Ainsi, dans une étude relativement importante conduite de 1997 à 2000 sur les centres de tri de La Poste (1) et depuis dans une observation continue de mise à jour, on voit qu'une large partie du personnel reproche à ses dirigeants d'avoir opéré dès 93 à un changement du management qui ne prenait pas exactement en compte la réalité des gens de "terrain" ou, pour le dire autrement, de ne pas être parti de l'existant pour élaborer une science postale du management. Ce que l'on remarque au premier abord dans cette étude est la pluralité conflictuelle des représentations du management (modèles, structure, politique, objectifs, systhèmes de décision, rôle et engagement des acteurs, etc.). Mal aperçues et peu traitées par les managers, nombre de ces réalités managériales se sont construites, transformées, voire cristallisées, sur des espaces vides de sens, sur des espaces de discours inoccupés par les dirigeants. Par ailleurs, la part de l'air du temps dans l'entreprise, nouvelle agora sociale, est particulièrement prégnante. Il m’est apparu que cette problématique n’était pas propre à des établissements du groupe La Poste, que nous l’observions dans un large panel de grandes organisations à la française. Je m’aperçois que ces remarques auraient pu être faite à l’endroit de n’importe quelle grande organisation à la française que certains qualifient techniquement, apparemment à juste titre, de bureaucratiques.
Il ressort aussi que, contre le risque majeur de dysfonctionnement des établissements, identifié comme étant le “risque social”, les résultats obtenus par le management du changement depuis 91 pourraient se révéler pires que le mal que la direction de l’organisation voulait éradiquer, et ce malgré un calme apparent et tout relatif dans de nombreux établissements. Il se révèle que les anciens grands mouvements sociaux, dans leur caractère festif, offraient un système de régulation sociale et de compensation collective aux frustrations d'un monde de séduction et de sollicitation. La disparition de ces célébrations cathartiques, qu'étaient les grandes grèves, oblige les personnes à rechercher des solutions individuelles temporaires, partielles ou radicales à leurs insatisfactions sociales, à leur mal-être au travail, voire leur souffrance. Ils les trouvent soit dans l’évitement, soit dans la soumission discrète ou dans la psychiatrisation dès que les perspectives de promotions s'effacent derrière la structure hiérarchique pyramidale lue trop fermée et peuvent passer d'une solution à l'autre jusqu'à "l'enquistement" dans l'une d'elle comme système radical, comme dans un acculement quand le temps et l'intensité atteint un certain seuil moral.

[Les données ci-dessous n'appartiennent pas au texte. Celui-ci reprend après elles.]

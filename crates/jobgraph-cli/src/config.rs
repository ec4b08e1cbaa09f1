//! CLI configuration management.

use anyhow::{Context, anyhow, bail};
use jobgraph_trace::LogFormat;
use serde::{Deserialize, Serialize};
use std::path::{Path, PathBuf};

/// CLI configuration.
#[derive(Debug, Clone, PartialEq, Serialize, Deserialize)]
#[serde(default)]
pub struct CliConfig {
    /// Instances allowed to run at once when neither the definition nor
    /// `--max-workers` sets a limit.
    pub max_workers: usize,
    /// Artifact content directory; the platform data dir when unset.
    pub artifact_dir: Option<PathBuf>,
    /// Retention for uploads that declare none. Unset means never expire.
    pub default_retention_days: Option<u32>,
    pub log_format: LogFormat,
    pub output_format: OutputFormat,
}

impl Default for CliConfig {
    fn default() -> Self {
        Self {
            max_workers: 4,
            artifact_dir: None,
            default_retention_days: None,
            log_format: LogFormat::Pretty,
            output_format: OutputFormat::Text,
        }
    }
}

#[derive(Debug, Clone, Copy, Default, PartialEq, Eq, Serialize, Deserialize)]
#[serde(rename_all = "lowercase")]
pub enum OutputFormat {
    #[default]
    Text,
    Json,
}

fn project_dirs() -> anyhow::Result<directories::ProjectDirs> {
    directories::ProjectDirs::from("dev", "jobgraph", "jobgraph")
        .ok_or_else(|| anyhow!("Could not determine config directory"))
}

impl CliConfig {
    /// Load configuration from the default file.
    pub fn load() -> anyhow::Result<Self> {
        Self::load_from(&Self::config_path()?)
    }

    pub fn load_from(path: &Path) -> anyhow::Result<Self> {
        if !path.exists() {
            return Ok(Self::default());
        }
        let content = std::fs::read_to_string(path)
            .with_context(|| format!("Failed to read {}", path.display()))?;
        serde_yaml::from_str(&content).with_context(|| format!("Invalid config file {}", path.display()))
    }

    /// Save configuration to the default file.
    pub fn save(&self) -> anyhow::Result<()> {
        self.save_to(&Self::config_path()?)
    }

    pub fn save_to(&self, path: &Path) -> anyhow::Result<()> {
        if let Some(parent) = path.parent() {
            std::fs::create_dir_all(parent)?;
        }
        let content = serde_yaml::to_string(self)?;
        std::fs::write(path, content).with_context(|| format!("Failed to write {}", path.display()))?;
        Ok(())
    }

    /// Get the configuration file path.
    pub fn config_path() -> anyhow::Result<PathBuf> {
        Ok(project_dirs()?.config_dir().join("config.yaml"))
    }

    /// Artifact directory, falling back to the platform data dir.
    pub fn artifact_dir(&self) -> anyhow::Result<PathBuf> {
        match &self.artifact_dir {
            Some(dir) => Ok(dir.clone()),
            None => Ok(project_dirs()?.data_dir().join("artifacts")),
        }
    }

    /// Set a configuration value.
    pub fn set(&mut self, key: &str, value: &str) -> anyhow::Result<()> {
        match key {
            "max_workers" => {
                let workers: usize = value
                    .parse()
                    .with_context(|| format!("Invalid max_workers: {}", value))?;
                if workers == 0 {
                    bail!("max_workers must be at least 1");
                }
                self.max_workers = workers;
            }
            "artifact_dir" => self.artifact_dir = Some(PathBuf::from(value)),
            "default_retention_days" => {
                self.default_retention_days = match value {
                    "" | "none" => None,
                    days => Some(
                        days.parse()
                            .with_context(|| format!("Invalid retention: {}", days))?,
                    ),
                };
            }
            "log_format" => {
                self.log_format = match value {
                    "pretty" => LogFormat::Pretty,
                    "json" => LogFormat::Json,
                    _ => bail!("Invalid log format: {}", value),
                };
            }
            "output_format" => {
                self.output_format = match value {
                    "text" => OutputFormat::Text,
                    "json" => OutputFormat::Json,
                    _ => bail!("Invalid output format: {}", value),
                };
            }
            _ => bail!("Unknown config key: {}", key),
        }
        Ok(())
    }
}

#[cfg(test)]
mod tests {
    use super::*;
    use pretty_assertions::assert_eq;

    #[test]
    fn test_set_values() {
        let mut config = CliConfig::default();
        config.set("max_workers", "8").unwrap();
        config.set("default_retention_days", "7").unwrap();
        config.set("output_format", "json").unwrap();
        config.set("log_format", "json").unwrap();

        assert_eq!(config.max_workers, 8);
        assert_eq!(config.default_retention_days, Some(7));
        assert_eq!(config.output_format, OutputFormat::Json);
        assert_eq!(config.log_format, LogFormat::Json);

        config.set("default_retention_days", "none").unwrap();
        assert_eq!(config.default_retention_days, None);
    }

    #[test]
    fn test_set_rejects_bad_values() {
        let mut config = CliConfig::default();
        assert!(config.set("max_workers", "0").is_err());
        assert!(config.set("max_workers", "many").is_err());
        assert!(config.set("output_format", "table").is_err());
        assert!(config.set("api_url", "http://localhost").is_err());
        assert_eq!(config, CliConfig::default());
    }

    #[test]
    fn test_save_and_load() {
        let dir = tempfile::tempdir().unwrap();
        let path = dir.path().join("nested").join("config.yaml");

        assert_eq!(CliConfig::load_from(&path).unwrap(), CliConfig::default());

        let mut config = CliConfig::default();
        config.set("artifact_dir", "/var/lib/jobgraph").unwrap();
        config.save_to(&path).unwrap();

        let loaded = CliConfig::load_from(&path).unwrap();
        assert_eq!(loaded, config);
        assert_eq!(loaded.artifact_dir().unwrap(), PathBuf::from("/var/lib/jobgraph"));
    }

    #[test]
    fn test_partial_file_uses_defaults() {
        let config: CliConfig = serde_yaml::from_str("max_workers: 2\n").unwrap();
        assert_eq!(config.max_workers, 2);
        assert_eq!(config.output_format, OutputFormat::Text);
    }
}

Ce n'est donc pas de la structure seule ou de la socialisation seule que l'individu tire la décision définitive d'adopter ces attitudes solutionnaires, mais très certainement aussi de son histoire de vie propre alimentant son imaginaire d'où il entrevoit un ensemble de voies, de passages dans "un monde de possibles". L'absence d'homogénéité culturelle et managériale dans l'organisation, la multiplication des attitudes d'auto-abandon du personnel, la généralisation des stratégies individualistes et la redondance de conflits sociaux locaux, dont le niveau de violence augmente (séquestration, menaces et violences physiques, atteintes au domicile et voies de faits sur les biens propres), aboutissent à des situations apparemment calmes sur site mais socialement explosives : c'est un Loch Ness à la surface lisse mais renfermant une hydre.

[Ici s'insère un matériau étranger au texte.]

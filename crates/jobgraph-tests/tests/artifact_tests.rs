//! Artifact hand-off between jobs.

use jobgraph_artifacts::ArtifactStore;
use jobgraph_core::Error;
use jobgraph_core::pipeline::{ArtifactDownload, ArtifactUpload, JobSpec, RunDefinition, StepSpec};
use jobgraph_core::run::{FailureKind, JobStatus, RunStatus};
use jobgraph_tests::{ContextFixture, DefinitionFixture, Script, ScriptedExecutor, TestContext};
use pretty_assertions::assert_eq;

#[tokio::test]
async fn test_artifact_handoff() {
    let ctx = TestContext::new(
        ScriptedExecutor::new().on("make dist", Script::succeed().stdout("app-1.2.0.tar")),
    );
    let result = ctx
        .run(&DefinitionFixture::artifact_handoff(), ContextFixture::push("main"))
        .await;

    assert_eq!(result.status, RunStatus::Succeeded);
    assert_eq!(ctx.executor.call_count("ship app-1.2.0.tar"), 1);

    let build = result.instance("build").unwrap();
    assert_eq!(build.artifacts.len(), 1);
    assert_eq!(ctx.store.read(&build.artifacts[0]).await.unwrap(), b"app-1.2.0.tar");

    let metadata = ctx.store.metadata("dist").await.unwrap();
    assert_eq!(metadata.producer.to_string(), "build");
    assert_eq!(metadata.size_bytes, 13);
}

#[tokio::test]
async fn test_overwrite_invalidates_earlier_reference() {
    let def = RunDefinition::new("overwrite")
        .job(JobSpec::new("first").step(StepSpec::upload(
            "publish",
            ArtifactUpload::from_content("report", "v1"),
        )))
        .job(JobSpec::new("second").needs(&["first"]).step(StepSpec::upload(
            "publish",
            ArtifactUpload::from_content("report", "v2"),
        )));

    let ctx = TestContext::new(ScriptedExecutor::new());
    let result = ctx.run(&def, ContextFixture::push("main")).await;

    let first = &result.instance("first").unwrap().artifacts[0];
    let second = &result.instance("second").unwrap().artifacts[0];
    assert!(matches!(
        ctx.store.read(first).await,
        Err(Error::ArtifactNotFound(_))
    ));
    assert_eq!(ctx.store.read(second).await.unwrap(), b"v2");
    assert_eq!(ctx.store.get("report").await.unwrap(), b"v2");
}

#[tokio::test]
async fn test_missing_artifact_fails_download() {
    let def = RunDefinition::new("missing")
        .job(JobSpec::new("deploy").step(StepSpec::download("fetch", ArtifactDownload::named("dist"))))
        .job(
            JobSpec::new("docs").step(StepSpec::download(
                "fetch",
                ArtifactDownload {
                    optional: true,
                    ..ArtifactDownload::named("manual")
                },
            )),
        );

    let ctx = TestContext::new(ScriptedExecutor::new());
    let result = ctx.run(&def, ContextFixture::push("main")).await;

    assert_eq!(result.status, RunStatus::Failed);
    let deploy = result.instance("deploy").unwrap();
    assert_eq!(deploy.status, JobStatus::Failed);
    assert_eq!(
        deploy.failure.as_ref().map(|f| f.kind),
        Some(FailureKind::ArtifactNotFound)
    );
    assert_eq!(result.status_of("docs"), Some(JobStatus::Succeeded));
}

#[tokio::test]
async fn test_download_into_workspace() {
    let def = DefinitionFixture::artifact_handoff().job(
        JobSpec::new("archive").needs(&["build"]).step(StepSpec::download(
            "fetch",
            ArtifactDownload {
                path: Some("out/dist.tar".into()),
                ..ArtifactDownload::named("dist")
            },
        )),
    );
    let ctx = TestContext::new(ScriptedExecutor::new().on("make dist", Script::succeed().stdout("tarball")));
    let result = ctx.run(&def, ContextFixture::push("main")).await;

    assert_eq!(result.status, RunStatus::Succeeded);
    assert_eq!(
        std::fs::read_to_string(ctx.workspace().join("out/dist.tar")).unwrap(),
        "tarball"
    );
}

#[tokio::test]
async fn test_expired_artifacts_evicted_at_run_end() {
    let mut kept = ArtifactUpload::from_content("kept", "long-lived");
    kept.retention_days = Some(7);
    let def = RunDefinition::new("retention").job(
        JobSpec::new("build")
            .step(StepSpec::upload("scratch", ArtifactUpload::from_content("scratch", "tmp")))
            .step(StepSpec::upload("kept", kept)),
    );

    let store = ArtifactStore::in_memory().with_default_retention(chrono::Duration::zero());
    let ctx = TestContext::with_store(ScriptedExecutor::new(), store);
    let result = ctx.run(&def, ContextFixture::push("main")).await;

    assert_eq!(result.status, RunStatus::Succeeded);
    let names: Vec<String> = ctx.store.list().await.into_iter().map(|m| m.name).collect();
    assert_eq!(names, vec!["kept"]);
}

J’écrivais alors, en juin 2000, et disait dans un colloque de Psychanalyse et Management à HEC, Jouy en Josas, qu’il était difficile d'envisager les formes d'expression prochaines de ces violences à venir. S'il était possible, dans le passé, de prévoir les explosions sociales et quels modes d'explosions pouvaient avoir lieu, nous ne savions plus à cette période là quel type d'événement pouvait être produit par cette somme de problèmes individuels pour lesquels aucun acte social ne vient plus organiser l'exutoire. La déconstruction de rites matchistes de régulation de conflits par des violences "ordinaires" normées et le développement social de postures plus féminines de crainte taboue de toute violence physique participait à cette incontrolabilité des violences naissantes : là où les systèmes sociaux savaient rituellement arrêter les violences naissantes, la culture de remplacement particulièrement "féminisée" n'offrait plus de mode de régulation aux violences physiques et liberait l'accès à plus de violence morale. Nous savions seulement que nous avions là, rassemblés, quelques symptômes d'une éventuelle implosion sociale dans une déstructuration des liens sociaux. Depuis, de nombreux événements en ont montré l'effective réalité (L'usine Heineken où les employés menaçaient de faire sauter l'usine avec des bonbonnes de gaz ; à la fermeture le l'usine Moulinex où apparaissait au journal de 19 heures sur FR3 un agent, piquet de grève, devant l'entrée déclarant en montrant le toit de l'établissement chargé d'explosifs : "Du pognon ou boum !").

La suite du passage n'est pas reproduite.